PROBLEM TO SOLVE – Go through the data and count each line that has the string "char". Give that count alone.

(Stored data)

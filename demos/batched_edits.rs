// (c) Copyright 2025 Helsing GmbH. All rights reserved.
//! The example drives an `EventAssembler` by hand, the way a list implementation would, and
//! prints the events its listener receives.

use listdelta::{
    ChangeEvent, ChangeKind, EventAssembler, EventPublisher, ListenerError, SubjectId,
};
use std::{cell::RefCell, error::Error, rc::Rc};

fn print_event(event: &mut ChangeEvent<char>) -> Result<(), ListenerError> {
    println!("{event}");
    // Walk the event one element at a time. Indices are already adjusted for every earlier
    // change in the same event.
    while event.next() {
        match event.kind() {
            ChangeKind::Delete => println!("  delete {:?} at {}", event.old_value(), event.index()),
            ChangeKind::Update => println!(
                "  update {:?} -> {:?} at {}",
                event.old_value(),
                event.new_value(),
                event.index()
            ),
            ChangeKind::Insert => println!("  insert {:?} at {}", event.new_value(), event.index()),
        }
    }
    Ok(())
}

fn main() -> Result<(), Box<dyn Error>> {
    let publisher = Rc::new(EventPublisher::new());
    let list = EventAssembler::<char>::new(SubjectId::new(), publisher);
    list.add_listener(SubjectId::new(), Rc::new(RefCell::new(print_event)))?;

    // Removing every 'A' and 'C' from [A, A, B, B, C, C], back to front. The listener sees two
    // blocks: [A, A] removed at 0, then [C, C] removed at 2 of the shortened list.
    list.begin_event(false)?;
    for (index, value) in [(5, 'C'), (4, 'C'), (1, 'A'), (0, 'A')] {
        list.element_deleted(index, value)?;
    }
    list.commit_event()?;

    // Edits in arbitrary order move the event to the delta tree, which renumbers them.
    list.begin_event(false)?;
    list.element_inserted(1, 'y')?;
    list.element_inserted(0, 'x')?;
    list.element_updated(3, 'B', 'b')?;
    list.commit_event()?;

    // A nested operation may change an element again. Only the outermost commit publishes.
    list.begin_event(true)?;
    list.element_updated(0, 'x', 'X')?;
    list.begin_event(false)?;
    list.element_updated(0, 'X', 'Z')?;
    list.commit_event()?;
    list.commit_event()?;

    // Edits that cancel out publish nothing.
    let transaction = list.transact(false)?;
    transaction.assembler().element_inserted(2, 'q')?;
    transaction.assembler().element_deleted(2, 'q')?;
    transaction.commit()?;

    // A reordering is published as such, together with a coarse description as plain edits.
    list.begin_event(false)?;
    list.reorder(&[2, 0, 1])?;
    list.commit_event()?;

    // Dropping an uncommitted transaction discards it.
    {
        let transaction = list.transact(false)?;
        transaction.assembler().element_inserted(0, 'n')?;
    }
    assert!(list.is_event_empty());
    Ok(())
}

SOLUTION – 2